> _Exercise_: Your response must be made up of each line in the data below that contains the string "warn".

> _Supplied records_:
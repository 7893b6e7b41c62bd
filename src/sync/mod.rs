// src/sync/mod.rs

//! Sync Orchestrator
//!
//! One run walks a fixed sequence of stages:
//!
//! 1. take the [`RunLock`]
//! 2. fetch new pool content
//! 3. stage `dists`/`zzz-dists` metadata in `temp_indices`
//! 4. verify every staged Release file
//! 5. walk every staged index, fetching missing files (builds the IndexedSet)
//! 6. promote: refresh top-level files, write the trace file, move staged
//!    metadata into the live tree
//! 7. garbage-collect unindexed pool files
//! 8. regenerate `ls-lR.gz`
//!
//! Any fatal error unwinds through [`MirrorSync::run`]; the lock guard is
//! dropped on the way out, so the marker never outlives the run. Transfer
//! failures on bulk stages are only logged, since the verification stages
//! that follow catch whatever they left inconsistent.

mod context;
mod lock;

pub use context::RunContext;
pub use lock::RunLock;

use crate::config::MirrorConfig;
use crate::error::Result;
use crate::gc::{GcReport, collect_garbage};
use crate::listing::write_listing;
use crate::repository::{self, DownloadQueue, IndexSummary, VerifySummary};
use crate::transfer::{TransferClient, TransferRequest, local_source, remote_source};
use chrono::{DateTime, Utc};
use std::fs;
use std::path::PathBuf;
use tracing::{error, info, info_span, warn};

/// Top-level upstream entries never touched by the top-level refresh
const TOP_LEVEL_EXCLUDES: [&str; 4] = ["dists", "zzz-dists", "pool", "ls-lR.gz"];

/// Per-distribution metadata
const DIST_FILES: [&str; 3] = ["Release*", "InRelease", "Changelog*"];

/// Per-repository metadata
const REPO_FILES: [&str; 8] = [
    "by-hash",
    "binary-all",
    "*source*",
    "i18n",
    "Release*",
    "InRelease",
    "dep11/by-hash",
    "dep11/icons*",
];

/// What a completed run did
#[derive(Debug, Clone, Default)]
pub struct SyncReport {
    pub verified: VerifySummary,
    pub indices: IndexSummary,
    pub gc: GcReport,
    /// Listing written this run, `None` if generation failed
    pub listing: Option<PathBuf>,
}

/// Drives a mirror run against one configuration
pub struct MirrorSync<'a> {
    config: &'a MirrorConfig,
    transfer: &'a dyn TransferClient,
    clock: Option<DateTime<Utc>>,
}

impl<'a> MirrorSync<'a> {
    pub fn new(config: &'a MirrorConfig, transfer: &'a dyn TransferClient) -> Self {
        Self {
            config,
            transfer,
            clock: None,
        }
    }

    /// Pin the run start time instead of reading the clock
    pub fn at(mut self, started: DateTime<Utc>) -> Self {
        self.clock = Some(started);
        self
    }

    fn context(&self) -> Result<RunContext<'a>> {
        RunContext::new(
            self.config,
            self.transfer,
            self.clock.unwrap_or_else(Utc::now),
        )
    }

    /// Full sync
    pub fn run(&self) -> Result<SyncReport> {
        let mut ctx = self.context()?;
        let _lock = RunLock::acquire(self.config.lock_path())?;

        info!("Starting sync of {}", self.config.mirror_url);
        let result = run_stages(&mut ctx);
        match &result {
            Ok(_) => info!("Sync complete"),
            Err(e) => error!("Sync aborted: {}", e),
        }
        result
    }

    /// Fetch new pool content only, under the lock
    pub fn run_pool_only(&self) -> Result<()> {
        let ctx = self.context()?;
        let _lock = RunLock::acquire(self.config.lock_path())?;

        info!("Updating packages only from {}", self.config.mirror_url);
        stage("update_pool", || update_pool(&ctx))
    }
}

/// Run `f` inside a span naming the stage
fn stage<T>(name: &'static str, f: impl FnOnce() -> T) -> T {
    let span = info_span!("stage", stage = name);
    let _entered = span.enter();
    f()
}

fn run_stages(ctx: &mut RunContext<'_>) -> Result<SyncReport> {
    stage("update_pool", || update_pool(ctx))?;
    stage("update_dists", || update_dists(ctx))?;
    let verified = stage("check_release_files", || {
        repository::check_release_files(ctx.staging_path(), ctx.algorithm)
    })?;
    let indices = stage("check_indices", || check_indices(ctx))?;
    stage("promote", || promote(ctx))?;
    let gc = stage("gc", || {
        collect_garbage(ctx.transfer, ctx.config, &ctx.indexed, ctx.now())
    })?;
    let listing = stage("listing", || match write_listing(ctx.mirror_path()) {
        Ok(path) => Some(path),
        Err(e) => {
            warn!("Failed to generate listing: {}", e);
            None
        }
    });

    Ok(SyncReport {
        verified,
        indices,
        gc,
        listing,
    })
}

/// Pull new and changed pool files; nothing is deleted here
pub fn update_pool(ctx: &RunContext<'_>) -> Result<()> {
    info!("Updating 'pool' directory");
    let request = TransferRequest::new(ctx.mirror_path())
        .source(remote_source(&ctx.config.mirror_url, "pool"))
        .recursive()
        .relative();
    ctx.run_bulk("pool", &request)?;
    Ok(())
}

/// Stage metadata for every configured distribution, repo and architecture
pub fn update_dists(ctx: &RunContext<'_>) -> Result<()> {
    info!("Fetching 'dists' metadata into {}", ctx.staging_path().display());
    fs::create_dir_all(ctx.staging_path())?;

    let config = ctx.config;
    let url = config.mirror_url.as_str();
    let staged = |sources: Vec<String>| {
        TransferRequest::new(ctx.staging_path())
            .sources(sources)
            .recursive()
            .relative()
    };

    for dist in &config.distributions {
        let sources = DIST_FILES
            .iter()
            .map(|f| remote_source(url, &format!("dists/{dist}/{f}")))
            .collect();
        ctx.run_bulk(&format!("dists/{dist}"), &staged(sources))?;

        let zzz = vec![remote_source(url, &format!("zzz-dists/{dist}"))];
        ctx.run_bulk(&format!("zzz-dists/{dist}"), &staged(zzz))?;

        for repo in &config.repos {
            let sources = REPO_FILES
                .iter()
                .map(|f| remote_source(url, &format!("dists/{dist}/{repo}/{f}")))
                .collect();
            ctx.run_bulk(&format!("dists/{dist}/{repo}"), &staged(sources))?;

            for arch in &config.architectures {
                let sources = [
                    format!("debian-installer/*{arch}*"),
                    format!("dep11/*{arch}*"),
                    format!("*{arch}*"),
                ]
                .iter()
                .map(|f| remote_source(url, &format!("dists/{dist}/{repo}/{f}")))
                .collect();
                ctx.run_bulk(&format!("dists/{dist}/{repo} ({arch})"), &staged(sources))?;
            }
        }
    }
    Ok(())
}

/// Walk every staged index, populating the run's IndexedSet
fn check_indices(ctx: &mut RunContext<'_>) -> Result<IndexSummary> {
    let config = ctx.config;
    let mut queue = DownloadQueue::new(
        ctx.transfer,
        &config.mirror_url,
        &config.mirror_path,
        config.parallel_downloads,
    );
    repository::check_indices(&config.temp_indices, &mut queue, &mut ctx.indexed)
}

/// Move verified state into the live tree
fn promote(ctx: &RunContext<'_>) -> Result<()> {
    update_top_level(ctx)?;
    write_trace(ctx);
    update_indices(ctx)
}

/// Mirror everything at the upstream root except the big trees
fn update_top_level(ctx: &RunContext<'_>) -> Result<()> {
    info!("Updating top-level directories");
    let request = TOP_LEVEL_EXCLUDES.iter().fold(
        TransferRequest::new(ctx.mirror_path())
            .source(remote_source(&ctx.config.mirror_url, "*"))
            .recursive()
            .delete(),
        |request, pattern| request.exclude(*pattern),
    );
    ctx.run_bulk("top-level directories", &request)?;
    Ok(())
}

/// Record this host's sync time in `project/trace/<hostname>`
fn write_trace(ctx: &RunContext<'_>) {
    let host = nix::unistd::gethostname()
        .ok()
        .and_then(|h| h.into_string().ok())
        .unwrap_or_else(|| "localhost".to_string());
    let trace_dir = ctx.mirror_path().join("project").join("trace");
    let trace_path = trace_dir.join(&host);
    let stamp = format!("{}\n", Utc::now().format("%a %b %e %H:%M:%S UTC %Y"));

    if let Err(e) = fs::create_dir_all(&trace_dir).and_then(|()| fs::write(&trace_path, stamp)) {
        warn!("Failed to write trace file {}: {}", trace_path.display(), e);
    }
}

/// Switch the live `dists` and `zzz-dists` over to the staged copies
fn update_indices(ctx: &RunContext<'_>) -> Result<()> {
    for tree in ["dists", "zzz-dists"] {
        let staged = ctx.staging_path().join(tree);
        if !staged.is_dir() {
            info!("No staged '{}', skipping", tree);
            continue;
        }

        info!("Updating '{}' directory", tree);
        let request = TransferRequest::new(ctx.mirror_path())
            .source(local_source(&staged))
            .recursive()
            .delay_updates();
        ctx.run_bulk(tree, &request)?;
    }
    Ok(())
}

#[cfg(test)]
mod tests {
    use super::*;
    use crate::error::Error;
    use crate::transfer::{PendingTransfer, TransferStatus};
    use std::cell::RefCell;
    use tempfile::TempDir;

    /// Records requests and fails every one of them
    #[derive(Default)]
    struct RecordingClient {
        requests: RefCell<Vec<TransferRequest>>,
    }

    impl TransferClient for RecordingClient {
        fn run(
            &self,
            request: &TransferRequest,
            _: &mut dyn FnMut(&str),
        ) -> Result<TransferStatus> {
            self.requests.borrow_mut().push(request.clone());
            Ok(TransferStatus::from_code(Some(23)))
        }

        fn start(&self, _: &TransferRequest) -> Result<Box<dyn PendingTransfer>> {
            Err(Error::Transfer("not expected".to_string()))
        }
    }

    fn config(mirror: &TempDir, staging: &TempDir) -> MirrorConfig {
        let mut config = MirrorConfig::new(mirror.path(), "example.org/debian");
        config.temp_indices = staging.path().to_path_buf();
        config.distributions = vec!["noble".to_string()];
        config.repos = vec!["main".to_string(), "universe".to_string()];
        config.architectures = vec!["amd64".to_string()];
        config
    }

    #[test]
    fn test_update_dists_request_layout() {
        let mirror = TempDir::new().unwrap();
        let staging = TempDir::new().unwrap();
        let config = config(&mirror, &staging);
        let client = RecordingClient::default();
        let ctx = RunContext::new(&config, &client, Utc::now()).unwrap();

        update_dists(&ctx).unwrap();

        let requests = client.requests.borrow();
        // dist + zzz-dists, then per repo: repo + one arch
        assert_eq!(requests.len(), 2 + 2 * 2);
        assert!(requests.iter().all(|r| r.relative && r.recursive && !r.delete));
        assert!(requests.iter().all(|r| r.destination == staging.path()));
        assert_eq!(
            requests[0].sources[0],
            "rsync://example.org/debian/./dists/noble/Release*"
        );
        assert_eq!(
            requests[1].sources,
            vec!["rsync://example.org/debian/./zzz-dists/noble"]
        );
        assert!(
            requests[3]
                .sources
                .contains(&"rsync://example.org/debian/./dists/noble/main/*amd64*".to_string())
        );
    }

    #[test]
    fn test_top_level_refresh_excludes_trees() {
        let mirror = TempDir::new().unwrap();
        let staging = TempDir::new().unwrap();
        let config = config(&mirror, &staging);
        let client = RecordingClient::default();
        let ctx = RunContext::new(&config, &client, Utc::now()).unwrap();

        update_top_level(&ctx).unwrap();

        let requests = client.requests.borrow();
        assert_eq!(requests[0].excludes, TOP_LEVEL_EXCLUDES);
        assert!(requests[0].delete);
        assert!(!requests[0].dry_run);
    }

    #[test]
    fn test_unstaged_zzz_dists_skipped() {
        let mirror = TempDir::new().unwrap();
        let staging = TempDir::new().unwrap();
        fs::create_dir_all(staging.path().join("dists/noble")).unwrap();
        let config = config(&mirror, &staging);
        let client = RecordingClient::default();
        let ctx = RunContext::new(&config, &client, Utc::now()).unwrap();

        update_indices(&ctx).unwrap();

        let requests = client.requests.borrow();
        assert_eq!(requests.len(), 1);
        assert!(requests[0].delay_updates);
        assert!(requests[0].sources[0].ends_with("dists"));
    }

    #[test]
    fn test_trace_file_written() {
        let mirror = TempDir::new().unwrap();
        let staging = TempDir::new().unwrap();
        let config = config(&mirror, &staging);
        let client = RecordingClient::default();
        let ctx = RunContext::new(&config, &client, Utc::now()).unwrap();

        write_trace(&ctx);

        let traces: Vec<_> = fs::read_dir(mirror.path().join("project/trace"))
            .unwrap()
            .collect();
        assert_eq!(traces.len(), 1);
    }

    #[test]
    fn test_bad_hash_function_fails_before_lock() {
        let mirror = TempDir::new().unwrap();
        let staging = TempDir::new().unwrap();
        let mut config = config(&mirror, &staging);
        config.hash_function = "CRC32".to_string();
        let client = RecordingClient::default();

        let err = MirrorSync::new(&config, &client).run().unwrap_err();
        assert!(matches!(err, Error::Config(_)));
        assert!(!config.lock_path().exists());
        assert!(client.requests.borrow().is_empty());
    }
}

> _Response area_:
use tracing::{error, info, info_span, warn};
            warn!("Failed to generate listing: {}", e);
        warn!("Failed to write trace file {}: {}", trace_path.display(), e);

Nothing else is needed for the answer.